Michelle: Does Big Potential include practical, hands-on advice like your previous books?

Shawn: I believe research is useless unless it is lived. Based on more than 40 research studies, we now know that there is a clear path to achieving more success in life while finding more meaning and happiness. Once you’ve made the mindset change that you must pursue happiness and success with others, the book outlines five steps—“SEEDS”—that lead to big potential. They are:

– Surround yourself with positive outliers. This allows you to create a star system instead of trying to be a superstar alone.

– Extend power to others. This allows you to take the burden of change off your shoulders and let others shine while you focus on your strengths.

– Enhance others using prism praise. Instead of trying to raise others up using comparison praise (you’re so much smarter than the other kids), focus on praise that builds up the individual and the supporters that got them there.

– Defend the gains. In a hyperconnected world, we need to build up our emotional immune system so that we are not overwhelmed by people seeking small potential.

– Sustain the momentum. This chapter is filled with practical ways in which you can help create collective momentum so that it is easier to maintain growth.

Michelle: What is your favorite story from the new book?

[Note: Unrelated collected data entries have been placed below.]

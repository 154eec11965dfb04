//! HTTP surface of the relay.
//!
//! | Route | Method | Success body |
//! |---|---|---|
//! | `/auth/device-token` | `POST` | `{token, expiresIn, timestamp}` |
//! | `/auth/public-token` | `GET` | `{token, expiresIn, timestamp}` |
//! | `/auth/identity-token` | `GET` | `{token, expiresIn, timestamp}` |
//! | `/auth/health` | `GET` | `{status, service, timestamp}` |
//!
//! Validation failures answer 401 `{error, message}`; mint failures answer 500
//! `{error, details}`.

// crates.io
use axum::{
	Json, Router,
	body::Bytes,
	extract::State,
	http::{HeaderMap, StatusCode},
	response::{IntoResponse, Response},
	routing::{get, post},
};
use serde_json::json;
// self
use crate::{
	_prelude::*,
	auth::{
		APP_VERSION_HEADER, DEVICE_ID_HEADER, DeviceHeaders, DeviceRequest, PLATFORM_HEADER,
		TokenResponse,
	},
	service::{RelayService, upstream::UpstreamAuthority},
};

/// Path of the device mint endpoint.
pub const DEVICE_TOKEN_PATH: &str = "/auth/device-token";
/// Path of the deprecated bearer mint endpoint.
pub const PUBLIC_TOKEN_PATH: &str = "/auth/public-token";
/// Path of the identity assertion endpoint.
pub const IDENTITY_TOKEN_PATH: &str = "/auth/identity-token";
/// Path of the health endpoint.
pub const HEALTH_PATH: &str = "/auth/health";

type SharedService<A> = State<Arc<RelayService<A>>>;

/// Liveness body returned by [`HEALTH_PATH`].
#[derive(Clone, Debug, PartialEq, Eq, Serialize, Deserialize)]
pub struct HealthResponse {
	/// Always `"ok"`.
	pub status: String,
	/// Service name.
	pub service: String,
	/// Server clock in epoch milliseconds.
	pub timestamp: i64,
}

/// Relay error rendered as an HTTP response.
#[derive(Debug)]
pub struct ApiError(pub Error);
impl From<Error> for ApiError {
	fn from(e: Error) -> Self {
		Self(e)
	}
}
impl IntoResponse for ApiError {
	fn into_response(self) -> Response {
		let (status, body) = match &self.0 {
			Error::Validation(e) =>
				(StatusCode::UNAUTHORIZED, json!({ "error": e.code(), "message": e.to_string() })),
			Error::SigningKeyMissing => (
				StatusCode::INTERNAL_SERVER_ERROR,
				json!({ "error": "SigningKeyMissing", "details": self.0.to_string() }),
			),
			other => (
				StatusCode::INTERNAL_SERVER_ERROR,
				json!({ "error": "TokenMintFailed", "details": other.to_string() }),
			),
		};

		(status, Json(body)).into_response()
	}
}

/// Builds the relay router over a shared service.
pub fn router<A>(service: Arc<RelayService<A>>) -> Router
where
	A: 'static + UpstreamAuthority,
{
	Router::new()
		.route(DEVICE_TOKEN_PATH, post(device_token::<A>))
		.route(PUBLIC_TOKEN_PATH, get(public_token::<A>))
		.route(IDENTITY_TOKEN_PATH, get(identity_token::<A>))
		.route(HEALTH_PATH, get(health::<A>))
		.with_state(service)
}

async fn device_token<A>(
	State(service): SharedService<A>,
	headers: HeaderMap,
	body: Bytes,
) -> Result<Json<TokenResponse>, ApiError>
where
	A: 'static + UpstreamAuthority,
{
	// Unparseable bodies degrade to empty ones so headers can still supply fields.
	let request = serde_json::from_slice::<DeviceRequest>(&body).unwrap_or_default();
	let minted = service.mint_for_device(&request, &device_headers(&headers)).await?;

	Ok(Json(TokenResponse::from(&minted)))
}

async fn public_token<A>(State(service): SharedService<A>) -> Result<Json<TokenResponse>, ApiError>
where
	A: 'static + UpstreamAuthority,
{
	let minted = service.mint_for_bearer().await?;

	Ok(Json(TokenResponse::from(&minted)))
}

async fn identity_token<A>(
	State(service): SharedService<A>,
) -> Result<Json<TokenResponse>, ApiError>
where
	A: 'static + UpstreamAuthority,
{
	let assertion = service.issue_identity_assertion()?;

	Ok(Json(TokenResponse::from(&assertion.to_minted())))
}

async fn health<A>(State(_service): SharedService<A>) -> Json<HealthResponse>
where
	A: 'static + UpstreamAuthority,
{
	Json(HealthResponse {
		status: "ok".into(),
		service: env!("CARGO_PKG_NAME").into(),
		timestamp: unix_millis(OffsetDateTime::now_utc()),
	})
}

fn device_headers(headers: &HeaderMap) -> DeviceHeaders {
	let read = |name: &str| {
		headers.get(name).and_then(|value| value.to_str().ok()).map(|value| value.trim().to_owned())
	};

	DeviceHeaders {
		device_id: read(DEVICE_ID_HEADER),
		app_version: read(APP_VERSION_HEADER),
		platform: read(PLATFORM_HEADER),
	}
}

#[cfg(test)]
mod tests {
	// crates.io
	use axum::body;
	// self
	use super::*;
	use crate::{error::UpstreamError, service::ValidationError};

	async fn render(error: Error) -> (StatusCode, serde_json::Value) {
		let response = ApiError(error).into_response();
		let status = response.status();
		let bytes = body::to_bytes(response.into_body(), usize::MAX)
			.await
			.expect("Error body should be readable.");

		(status, serde_json::from_slice(&bytes).expect("Error body should be JSON."))
	}

	#[tokio::test]
	async fn validation_errors_render_as_401_with_code() {
		let (status, body) =
			render(ValidationError::UnsupportedVersion { version: "0.9.0".into() }.into()).await;

		assert_eq!(status, StatusCode::UNAUTHORIZED);
		assert_eq!(body["error"], "UnsupportedVersion");
		assert!(body["message"].as_str().is_some_and(|m| m.contains("0.9.0")));
	}

	#[tokio::test]
	async fn mint_failures_render_as_500_with_details() {
		let (status, body) =
			render(UpstreamError::Status { status: 502, message: "bad gateway".into() }.into())
				.await;

		assert_eq!(status, StatusCode::INTERNAL_SERVER_ERROR);
		assert_eq!(body["error"], "TokenMintFailed");
		assert!(body["details"].is_string());

		let (status, body) = render(Error::SigningKeyMissing).await;

		assert_eq!(status, StatusCode::INTERNAL_SERVER_ERROR);
		assert_eq!(body["error"], "SigningKeyMissing");
	}

	#[test]
	fn device_headers_are_trimmed_and_optional() {
		let mut headers = HeaderMap::new();

		headers.insert("x-device-id", "abc".parse().expect("Header value should parse."));
		headers.insert("x-platform", " ios ".parse().expect("Header value should parse."));

		let parsed = device_headers(&headers);

		assert_eq!(parsed.device_id.as_deref(), Some("abc"));
		assert_eq!(parsed.platform.as_deref(), Some("ios"));
		assert!(parsed.app_version.is_none());
	}
}
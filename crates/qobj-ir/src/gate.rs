//! Gate types.

use num_complex::Complex64;
use serde::{Deserialize, Serialize};

use crate::parameter::ParameterExpression;

/// Standard gates with a fixed wire name.
#[derive(Debug, Clone, PartialEq, Serialize, Deserialize)]
pub enum StandardGate {
    // Single-qubit gates
    /// Identity gate.
    Id,
    /// Pauli-X gate.
    X,
    /// Pauli-Y gate.
    Y,
    /// Pauli-Z gate.
    Z,
    /// Hadamard gate.
    H,
    /// S gate (sqrt(Z)).
    S,
    /// S-dagger gate.
    Sdg,
    /// T gate (fourth root of Z).
    T,
    /// T-dagger gate.
    Tdg,
    /// Rotation around X axis.
    Rx(ParameterExpression),
    /// Rotation around Y axis.
    Ry(ParameterExpression),
    /// Rotation around Z axis.
    Rz(ParameterExpression),
    /// Phase gate U1(λ).
    U1(ParameterExpression),
    /// U2(φ, λ).
    U2(ParameterExpression, ParameterExpression),
    /// Universal single-qubit gate U3(θ, φ, λ).
    U3(
        ParameterExpression,
        ParameterExpression,
        ParameterExpression,
    ),

    // Two-qubit gates
    /// Controlled-X (CNOT) gate.
    CX,
    /// Controlled-Y gate.
    CY,
    /// Controlled-Z gate.
    CZ,
    /// Controlled-Hadamard gate.
    CH,
    /// SWAP gate.
    Swap,
    /// Controlled rotation around Z.
    CRz(ParameterExpression),
    /// Controlled phase gate.
    CU1(ParameterExpression),
    /// Controlled U3 gate.
    CU3(
        ParameterExpression,
        ParameterExpression,
        ParameterExpression,
    ),
    /// ZZ rotation gate.
    RZZ(ParameterExpression),

    // Three-qubit gates
    /// Toffoli gate (CCX).
    CCX,
    /// Fredkin gate (CSWAP).
    CSwap,
}

impl StandardGate {
    /// Wire name of this gate.
    #[inline]
    pub fn name(&self) -> &'static str {
        match self {
            StandardGate::Id => "id",
            StandardGate::X => "x",
            StandardGate::Y => "y",
            StandardGate::Z => "z",
            StandardGate::H => "h",
            StandardGate::S => "s",
            StandardGate::Sdg => "sdg",
            StandardGate::T => "t",
            StandardGate::Tdg => "tdg",
            StandardGate::Rx(_) => "rx",
            StandardGate::Ry(_) => "ry",
            StandardGate::Rz(_) => "rz",
            StandardGate::U1(_) => "u1",
            StandardGate::U2(_, _) => "u2",
            StandardGate::U3(_, _, _) => "u3",
            StandardGate::CX => "cx",
            StandardGate::CY => "cy",
            StandardGate::CZ => "cz",
            StandardGate::CH => "ch",
            StandardGate::Swap => "swap",
            StandardGate::CRz(_) => "crz",
            StandardGate::CU1(_) => "cu1",
            StandardGate::CU3(_, _, _) => "cu3",
            StandardGate::RZZ(_) => "rzz",
            StandardGate::CCX => "ccx",
            StandardGate::CSwap => "cswap",
        }
    }

    /// Number of qubits this gate acts on.
    #[inline]
    pub fn num_qubits(&self) -> u32 {
        match self {
            StandardGate::Id
            | StandardGate::X
            | StandardGate::Y
            | StandardGate::Z
            | StandardGate::H
            | StandardGate::S
            | StandardGate::Sdg
            | StandardGate::T
            | StandardGate::Tdg
            | StandardGate::Rx(_)
            | StandardGate::Ry(_)
            | StandardGate::Rz(_)
            | StandardGate::U1(_)
            | StandardGate::U2(_, _)
            | StandardGate::U3(_, _, _) => 1,

            StandardGate::CX
            | StandardGate::CY
            | StandardGate::CZ
            | StandardGate::CH
            | StandardGate::Swap
            | StandardGate::CRz(_)
            | StandardGate::CU1(_)
            | StandardGate::CU3(_, _, _)
            | StandardGate::RZZ(_) => 2,

            StandardGate::CCX | StandardGate::CSwap => 3,
        }
    }

    /// Parameters of this gate, in wire order.
    pub fn parameters(&self) -> Vec<&ParameterExpression> {
        match self {
            StandardGate::Rx(p)
            | StandardGate::Ry(p)
            | StandardGate::Rz(p)
            | StandardGate::U1(p)
            | StandardGate::CRz(p)
            | StandardGate::CU1(p)
            | StandardGate::RZZ(p) => vec![p],

            StandardGate::U2(phi, lambda) => vec![phi, lambda],

            StandardGate::U3(a, b, c) | StandardGate::CU3(a, b, c) => vec![a, b, c],

            _ => vec![],
        }
    }

    /// Check if any parameter is still symbolic.
    pub fn is_parameterized(&self) -> bool {
        self.parameters().iter().any(|p| p.is_symbolic())
    }
}

/// An opaque gate known only by name, arity and parameters.
#[derive(Debug, Clone, PartialEq, Serialize, Deserialize)]
pub struct CustomGate {
    /// The name of the gate.
    pub name: String,
    /// The number of qubits it operates on.
    pub num_qubits: u32,
    /// Parameters of the gate.
    pub params: Vec<ParameterExpression>,
}

impl CustomGate {
    /// Create a new custom gate.
    pub fn new(name: impl Into<String>, num_qubits: u32) -> Self {
        Self {
            name: name.into(),
            num_qubits,
            params: vec![],
        }
    }

    /// Add parameters to the gate.
    #[must_use]
    pub fn with_params(mut self, params: Vec<ParameterExpression>) -> Self {
        self.params = params;
        self
    }
}

/// A dense unitary matrix, row-major, `2^n × 2^n`.
#[derive(Debug, Clone, PartialEq, Serialize, Deserialize)]
pub struct UnitaryMatrix {
    rows: Vec<Vec<Complex64>>,
}

impl UnitaryMatrix {
    /// Create a matrix from its rows.
    ///
    /// Returns `None` if the rows do not form a square matrix whose
    /// dimension is a power of two.
    pub fn from_rows(rows: Vec<Vec<Complex64>>) -> Option<Self> {
        let dim = rows.len();
        if dim == 0 || !dim.is_power_of_two() || rows.iter().any(|r| r.len() != dim) {
            return None;
        }
        Some(Self { rows })
    }

    /// Matrix dimension (number of rows).
    pub fn dim(&self) -> usize {
        self.rows.len()
    }

    /// Number of qubits the matrix acts on.
    pub fn num_qubits(&self) -> u32 {
        self.rows.len().trailing_zeros()
    }

    /// The rows of the matrix.
    pub fn rows(&self) -> &[Vec<Complex64>] {
        &self.rows
    }
}

/// Classical condition attached to an operation.
///
/// The operation runs only if the value held by `register` equals `value`.
#[derive(Debug, Clone, PartialEq, Eq, Serialize, Deserialize)]
pub struct ClassicalCondition {
    /// The name of the classical register.
    pub register: String,
    /// The value to compare against.
    pub value: u64,
}

impl ClassicalCondition {
    /// Create a new classical condition.
    pub fn new(register: impl Into<String>, value: u64) -> Self {
        Self {
            register: register.into(),
            value,
        }
    }
}

#[cfg(test)]
mod tests {
    use super::*;
    use std::f64::consts::PI;

    #[test]
    fn test_standard_gate_properties() {
        assert_eq!(StandardGate::H.num_qubits(), 1);
        assert_eq!(StandardGate::CX.num_qubits(), 2);
        assert_eq!(StandardGate::CCX.num_qubits(), 3);
        assert_eq!(StandardGate::U2(0.0.into(), PI.into()).name(), "u2");

        assert!(!StandardGate::H.is_parameterized());
        assert!(!StandardGate::U1(ParameterExpression::constant(PI)).is_parameterized());
        assert!(StandardGate::U1(ParameterExpression::symbol("lam")).is_parameterized());
    }

    #[test]
    fn test_parameter_order() {
        let gate = StandardGate::U3(1.0.into(), 2.0.into(), 3.0.into());
        let values: Vec<_> = gate
            .parameters()
            .into_iter()
            .map(|p| p.evaluate().unwrap())
            .collect();
        assert_eq!(values, vec![1.0, 2.0, 3.0]);
    }

    #[test]
    fn test_unitary_shape() {
        let one = Complex64::new(1.0, 0.0);
        let zero = Complex64::new(0.0, 0.0);
        let m = UnitaryMatrix::from_rows(vec![vec![one, zero], vec![zero, one]]).unwrap();
        assert_eq!(m.num_qubits(), 1);
        assert_eq!(m.dim(), 2);

        assert!(UnitaryMatrix::from_rows(vec![vec![one, zero, zero]; 3]).is_none());
        assert!(UnitaryMatrix::from_rows(vec![vec![one], vec![one]]).is_none());
    }
}
//! Benchmarks for Qobj assembly
//!
//! Run with: cargo bench -p qobj-assemble

use criterion::{BenchmarkId, Criterion, black_box, criterion_group, criterion_main};
use num_complex::Complex64;
use qobj_assemble::{Assembler, PulseConfig, PulseExperiment, RunConfig, SequentialIds};
use qobj_ir::Circuit;
use qobj_pulse::{Acquire, Channel, SamplePulse, Schedule};

/// Benchmark assembling batches of GHZ circuits
fn bench_circuit_assembly(c: &mut Criterion) {
    let mut group = c.benchmark_group("circuit_assembly");
    let assembler = Assembler::with_id_generator(SequentialIds::new("bench"));
    let config = RunConfig::default();

    for batch in &[1, 10, 100] {
        let circuits: Vec<_> = (0..*batch)
            .map(|_| Circuit::ghz(20).unwrap())
            .collect();
        group.bench_with_input(BenchmarkId::new("ghz20", batch), &circuits, |b, circuits| {
            b.iter(|| assembler.assemble_circuits(black_box(circuits), &config).unwrap());
        });
    }

    group.finish();
}

/// A schedule driving `qubits` qubits with `depth` pulses each, then measuring.
fn drive_and_measure(qubits: u32, depth: usize) -> Schedule {
    let pulse = SamplePulse::new(vec![Complex64::new(0.2, 0.0); 64]);
    let mut sched = Schedule::new();
    for q in 0..qubits {
        for _ in 0..depth {
            sched = sched.append(pulse.to(Channel::Drive(q))).unwrap();
        }
        sched = sched
            .append(Acquire::new(256).to(&[q], &[q], &[q]).unwrap())
            .unwrap();
    }
    sched
}

/// Benchmark schedule composition
fn bench_schedule_append(c: &mut Criterion) {
    let mut group = c.benchmark_group("schedule_append");

    for depth in &[10, 100] {
        group.bench_with_input(BenchmarkId::new("depth", depth), depth, |b, &depth| {
            b.iter(|| drive_and_measure(black_box(5), depth));
        });
    }

    group.finish();
}

/// Benchmark assembling batches of schedules
fn bench_schedule_assembly(c: &mut Criterion) {
    let mut group = c.benchmark_group("schedule_assembly");
    let assembler = Assembler::with_id_generator(SequentialIds::new("bench"));
    let config = PulseConfig::default().with_qubit_lo_freq(vec![5.0; 5]);

    for batch in &[1, 10, 50] {
        let experiments: Vec<PulseExperiment> = (0..*batch)
            .map(|_| drive_and_measure(5, 20).into())
            .collect();
        group.bench_with_input(
            BenchmarkId::new("5q_depth20", batch),
            &experiments,
            |b, experiments| {
                b.iter(|| {
                    assembler
                        .assemble_schedules(black_box(experiments), &config)
                        .unwrap()
                });
            },
        );
    }

    group.finish();
}

criterion_group!(
    benches,
    bench_circuit_assembly,
    bench_schedule_append,
    bench_schedule_assembly
);
criterion_main!(benches);
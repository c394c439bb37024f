//! Lowering of quantum programs into Qobj executable containers.
//!
//! The [`Assembler`] takes either gate-level [`qobj_ir::Circuit`]s or
//! pulse-level [`qobj_pulse::Schedule`]s and produces a [`Qobj`] whose
//! experiments follow the Qobj wire schema.
//!
//! # Example: Assembling a Circuit
//!
//! ```rust
//! use qobj_assemble::{Assembler, RunConfig, SequentialIds};
//! use qobj_ir::Circuit;
//!
//! let assembler = Assembler::with_id_generator(SequentialIds::new("bell"));
//! let qobj = assembler.assemble_circuits(&[Circuit::bell()?], &RunConfig::default())?;
//!
//! assert_eq!(qobj.qobj_id, "bell-0");
//! assert_eq!(qobj.experiments[0].instructions.len(), 4);
//! # Ok::<(), Box<dyn std::error::Error>>(())
//! ```
//!
//! # Example: Assembling a Schedule
//!
//! ```rust
//! use num_complex::Complex64;
//! use qobj_assemble::{Assembler, MeasLevel, PulseConfig, PulseExperiment};
//! use qobj_pulse::{Acquire, Channel, SamplePulse, Schedule};
//!
//! let x90 = SamplePulse::with_name("x90", vec![Complex64::new(0.5, 0.0); 16]);
//! let sched = Schedule::named("x90-measure")
//!     .append(x90.to(Channel::Drive(0)))?
//!     .append(Acquire::new(32).to(&[0], &[0], &[])?)?;
//!
//! let config = PulseConfig::default()
//!     .with_meas_level(MeasLevel::Kerneled)
//!     .with_qubit_lo_freq(vec![5.0]);
//! let qobj = Assembler::new().assemble_schedules(&[PulseExperiment::new(sched)], &config)?;
//!
//! assert_eq!(qobj.config.pulse_library[0].name, "x90");
//! assert_eq!(qobj.config.memory_slots, 1);
//! # Ok::<(), Box<dyn std::error::Error>>(())
//! ```

pub mod assembler;
pub mod circuit;
pub mod config;
pub mod converter;
pub mod error;
pub mod ids;
pub mod lo;
pub mod pulse;
pub mod qobj;

pub use assembler::Assembler;
pub use circuit::{BitLayout, assemble_circuit};
pub use config::{MeasLevel, PulseConfig, RunConfig};
pub use converter::InstructionConverter;
pub use error::{AssembleError, AssembleResult};
pub use ids::{IdGenerator, SequentialIds, UuidGenerator};
pub use lo::{LoConfig, LoOverrides};
pub use pulse::{PulseExperiment, PulseNames};
pub use qobj::{
    ExperimentHeader, PulseLibraryItem, PulseQobj, PulseQobjConfig, PulseQobjExperiment,
    PulseQobjExperimentConfig, PulseQobjInstruction, QasmParams, QasmQobj, QasmQobjConfig,
    QasmQobjExperiment, QasmQobjExperimentConfig, QasmQobjInstruction, Qobj, QobjConditional,
    QobjHeader, QobjType,
};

Shawn: It’s actually two stories together, both about flashing. I start the book with a biologist who discovered millions of lightning bugs all lighting up at the exact same time in Indonesia. Biologists and mathematicians didn’t believe him because how could they possibly do it without a leader, and why would they shine together? But it turns out when a lightning bug ashes alone, they have a 3 percent chance of finding a mate that night. When they flash together, the success rate is 82 percent. It seems we shine brighter together.

I pair that with a story at Harvard where as a tradition the students take off their clothes and run through Harvard Yard naked at midnight before exams, flashing all the onlookers. I attempted the run in the buff, but was too shy to go with the group. As soon as I walked out of my room into the snow, naked and barefoot, I realized that letting the group go two minutes ahead of me was a mistake. It meant that everyone would see me alone; in a group, you can’t tell anyone apart on a snowy night. I immediately regretted it, but when I turned to go back inside I realized I had locked myself out of my dorm. To me, that is a perfect metaphor for trying to pursue success alone and in isolation. We are less successful and much more exposed. We are better together.